Nicki Minaj told Time that repeated swatting at her California home and what she describes as a lack of response from state officials pushed her to stop hiding support for Donald Trump — a break from the expected political script in music.

Politics and pop culture have always shared a messy, performative border, but every so often the line blurs in a way that feels less theatrical and more personal. That’s the frame Time used on May 13 in a piece tracing how Nicki Minaj — the Queens-bred rapper who spent years operating within an industry that assumes a Democratic consensus — quietly shifted into an outspoken supporter of Donald Trump.

The article stitches together two strands: a 2021 moment when Minaj pushed back against vaccine messaging and the later, darker series of incidents that she says pushed her to stop hiding her sympathies. For much of her career, Minaj has managed public life with a mix of provocation and calculation; that mixture is part of what made her an anomaly when she broke from the expected political script.

Nicki told Time that she had long liked some of Trump’s politics but kept that preference private for fear of alienating fans and industry allies. “I felt that way already about him, just that I didn’t dare act like that publicly,” she said. “It’s been ingrained in everyone’s brain in the music business that we are supposed to be a Democratic family. I just knew they would not like me supporting Trump.”

“Democrats’ treatment of Nicki Minaj should be all the proof you need that they don’t care about Black people, especially those they can’t control,” Charlie Kirk tweeted. “They just use them every four years for their votes. But people are waking up.”

That Charlie Kirk tweet, and his public defense of her after the vaccine controversy, is presented in the piece as an accelerant. But the clearest hinge, at least in Minaj’s telling, was a string of swatting calls aimed at her California house — incidents in 2022, 2023 and again in 2025 that resulted in police showing up after false 911 tips. According to Time, when Minaj reached out to California’s governor she felt stonewalled; a Republican politician stepped in to help. “That’s what made me say that I don’t care to keep this a secret anymore,” she told the magazine.
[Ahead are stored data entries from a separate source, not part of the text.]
//! Queue Waiters Module
//!
//! Per-queue wake-up registry backing the blocking pop. Waiters never hold the
//! store lock while parked; QPUSH wakes every waiter of its key and they race
//! for the element under the exclusive lock.

use std::collections::HashMap;
use std::sync::Arc;

use parking_lot::Mutex;
use tokio::sync::futures::Notified;
use tokio::sync::Notify;

// == Queue Waiters ==
/// Registry of one [`Notify`] per queue key that currently has waiters.
#[derive(Debug, Default)]
pub struct QueueWaiters {
    queues: Mutex<HashMap<String, Arc<Notify>>>,
}

impl QueueWaiters {
    pub fn new() -> Self {
        Self::default()
    }

    // == Subscribe ==
    /// Registers interest in `key`.
    ///
    /// The returned guard unregisters on drop, so a cancelled waiter does not
    /// leak its registry entry.
    pub fn subscribe(&self, key: &str) -> QueueWaiter<'_> {
        let notify = {
            let mut queues = self.queues.lock();
            queues.entry(key.to_string()).or_default().clone()
        };

        QueueWaiter {
            registry: self,
            key: key.to_string(),
            notify,
        }
    }

    // == Notify ==
    /// Wakes every waiter currently subscribed to `key`.
    pub fn notify(&self, key: &str) {
        // Notified under the lock so no stray handle skews release()
        if let Some(notify) = self.queues.lock().get(key) {
            notify.notify_waiters();
        }
    }

    /// Number of keys with at least one subscribed waiter.
    #[cfg(test)]
    pub(crate) fn len(&self) -> usize {
        self.queues.lock().len()
    }

    #[cfg(test)]
    pub(crate) fn is_empty(&self) -> bool {
        self.queues.lock().is_empty()
    }

    /// Drops the registry entry for `key` if `leaving` is its last waiter.
    fn release(&self, key: &str, leaving: &Arc<Notify>) {
        let mut queues = self.queues.lock();

        // Handles are only cloned under this lock: the registry's plus ours
        if Arc::strong_count(leaving) == 2 {
            queues.remove(key);
        }
    }
}

// == Queue Waiter ==
/// A subscription to wake-ups for one queue key.
#[derive(Debug)]
pub struct QueueWaiter<'a> {
    registry: &'a QueueWaiters,
    key: String,
    notify: Arc<Notify>,
}

impl QueueWaiter<'_> {
    /// Future resolving on the next push to this key.
    ///
    /// Call `enable` on the pinned future before checking the queue so a push
    /// landing between the check and the await is not missed.
    pub fn notified(&self) -> Notified<'_> {
        self.notify.notified()
    }
}

impl Drop for QueueWaiter<'_> {
    fn drop(&mut self) {
        self.registry.release(&self.key, &self.notify);
    }
}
It’s worth parsing how unusual that revelation is. Celebrity talk about political preference can be performative or strategic; here, Minaj frames the move as defensive, the result of feeling unprotected by state power and politically abandoned. There’s also the cultural context: Black entertainers have long been expected to toe a particular line, especially around presidential politics. Minaj’s decision to broadcast her alignment with MAGA upends those expectations in a way that will make a lot of people — fans, industry figures, pundits — calculate differently about her brand and reach.
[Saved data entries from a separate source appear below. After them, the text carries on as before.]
//! Error types for the key-value server
//!
//! Every command failure is a client error; none of them is fatal to the process.

use axum::{
    http::StatusCode,
    response::{IntoResponse, Response},
    Json,
};
use thiserror::Error;

use crate::models::CommandResponse;

// == Kv Error Enum ==
/// Unified error type for command processing and request handling.
#[derive(Error, Debug, Clone, PartialEq, Eq)]
pub enum KvError {
    /// Arity violation, unparseable number or malformed flag sequence
    #[error("invalid command")]
    InvalidCommand,

    /// Command keyword not recognised
    #[error("unknown command '{0}'")]
    UnknownCommand(String),

    /// SET ... NX against a live key
    #[error("key already exists")]
    KeyExists,

    /// SET ... XX against an absent key, or GET on an absent/expired key
    #[error("key does not exist")]
    KeyMissing,

    /// QPOP on an absent key or a queue with no tokens
    #[error("queue is empty")]
    EmptyQueue,

    /// QPUSH would exceed the configured queue capacity
    #[error("queue '{0}' is full")]
    QueueFull(String),

    /// BQPOP deadline passed without an element becoming available
    #[error("timed out waiting for queue '{0}'")]
    Timeout(String),

    /// Request body could not be decoded
    #[error("invalid request")]
    InvalidRequest,
}

impl KvError {
    /// HTTP status code reported for this error.
    pub fn status_code(&self) -> StatusCode {
        match self {
            KvError::InvalidRequest => StatusCode::UNPROCESSABLE_ENTITY,
            _ => StatusCode::BAD_REQUEST,
        }
    }
}

// == IntoResponse Implementation ==
impl IntoResponse for KvError {
    fn into_response(self) -> Response {
        let status = self.status_code();
        let body = Json(CommandResponse::error(self.to_string()));

        (status, body).into_response()
    }
}

// == Result Type Alias ==
/// Convenience Result type for the key-value server.
pub type Result<T> = std::result::Result<T, KvError>;

#[cfg(test)]
mod tests {
    use super::*;

    #[test]
    fn test_error_messages() {
        assert_eq!(KvError::InvalidCommand.to_string(), "invalid command");
        assert_eq!(KvError::KeyExists.to_string(), "key already exists");
        assert_eq!(KvError::KeyMissing.to_string(), "key does not exist");
        assert_eq!(KvError::EmptyQueue.to_string(), "queue is empty");
        assert_eq!(
            KvError::UnknownCommand("FOO".to_string()).to_string(),
            "unknown command 'FOO'"
        );
        assert_eq!(
            KvError::QueueFull("jobs".to_string()).to_string(),
            "queue 'jobs' is full"
        );
    }

    #[test]
    fn test_status_codes() {
        assert_eq!(KvError::KeyMissing.status_code(), StatusCode::BAD_REQUEST);
        assert_eq!(
            KvError::UnknownCommand("X".to_string()).status_code(),
            StatusCode::BAD_REQUEST
        );
        assert_eq!(
            KvError::InvalidRequest.status_code(),
            StatusCode::UNPROCESSABLE_ENTITY
        );
    }

    #[tokio::test]
    async fn test_into_response_body() {
        let response = KvError::EmptyQueue.into_response();
        assert_eq!(response.status(), StatusCode::BAD_REQUEST);

        let bytes = axum::body::to_bytes(response.into_body(), usize::MAX)
            .await
            .unwrap();
        let json: serde_json::Value = serde_json::from_slice(&bytes).unwrap();
        assert_eq!(json["error"], "queue is empty");
        assert!(json.get("value").is_none());
    }
}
Elsewhere in the piece, Time recounts how Minaj has stopped being coy. In the past year she’s spoken at events and attached herself publicly to the movement in ways that would have been unthinkable for many of her generational peers. Whether that will change how radio programmers, festival bookers, or collaborators think about her is an open question; the industry is both profit-driven and risk-averse, and Minaj’s profile complicates the calculation.

Listening to her story, there’s a human-sized remainder beneath the headlines: a performer from Queens who built a global career on bluntness and reinvention but who also responds to fear the same way anybody would. Swatting is not a political abstract; it is danger at your doorstep, and that shift in stakes makes the rest of her argument — about loyalty, silence, and being castigated by a political base — feel less theatrical and more immediate.
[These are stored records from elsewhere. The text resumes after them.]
//! Keyspace Module
//!
//! The raw key → record mapping. Callers reach it only through the store's
//! lock guards, so shared access gives the read-only half of this API and
//! exclusive access gives all of it.

use std::collections::HashMap;

use crate::cache::Record;

// == Keyspace ==
/// Mapping from key to [`Record`].
#[derive(Debug, Default)]
pub struct Keyspace {
    entries: HashMap<String, Record>,
}

impl Keyspace {
    /// Creates an empty keyspace.
    pub fn new() -> Self {
        Self::default()
    }

    // == Exists ==
    /// Returns true if the key is present.
    ///
    /// Does not look at expiry. Call [`Keyspace::remove_expired_key`] first
    /// when the answer must reflect post-expiry state.
    pub fn exists(&self, key: &str) -> bool {
        self.entries.contains_key(key)
    }

    // == Remove Expired Key ==
    /// Deletes the key if its record has expired at `now`.
    ///
    /// Returns true if a record was removed. No-op for absent or live keys.
    pub fn remove_expired_key(&mut self, key: &str, now: u64) -> bool {
        let expired = self
            .entries
            .get(key)
            .is_some_and(|record| record.is_expired(now));

        if expired {
            self.entries.remove(key);
        }
        expired
    }

    // == Raw Accessors ==
    pub fn get(&self, key: &str) -> Option<&Record> {
        self.entries.get(key)
    }

    pub fn get_mut(&mut self, key: &str) -> Option<&mut Record> {
        self.entries.get_mut(key)
    }

    /// Replaces the record for `key`, returning the previous one.
    pub fn insert(&mut self, key: impl Into<String>, record: Record) -> Option<Record> {
        self.entries.insert(key.into(), record)
    }

    pub fn remove(&mut self, key: &str) -> Option<Record> {
        self.entries.remove(key)
    }

    // == Expired Keys ==
    /// Collects every key whose record has expired at `now`.
    pub fn expired_keys(&self, now: u64) -> Vec<String> {
        self.entries
            .iter()
            .filter(|(_, record)| record.is_expired(now))
            .map(|(key, _)| key.clone())
            .collect()
    }

    /// Second sweep phase: removes those `candidates` that are still expired
    /// at `now`. Keys refreshed since they were collected are kept.
    ///
    /// Returns the number of keys removed.
    pub fn remove_expired_keys<I>(&mut self, candidates: I, now: u64) -> usize
    where
        I: IntoIterator<Item = String>,
    {
        candidates
            .into_iter()
            .filter(|key| self.remove_expired_key(key, now))
            .count()
    }

    // == Length ==
    /// Number of keys, expired-but-unswept ones included.
    pub fn len(&self) -> usize {
        self.entries.len()
    }

    pub fn is_empty(&self) -> bool {
        self.entries.is_empty()
    }
}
Speaking to Time, Minaj made the point plainly: staying quiet costs you safety and honesty in different ways. The conversation around her political realignment will now live at the intersection of celebrity culture wars, public safety, and the transactional nature of party politics. For a figure accustomed to controlling the narrative through verse and image, this is the rare moment where the narrative seems to have pushed back.

There will be columns and think pieces. There will be hot takes from every corner. But beneath the spin, the Time piece leaves a specific line of cause and effect on the table: Minaj says she felt abandoned in a moment of danger, and that feeling helped turn private alignment into public allegiance.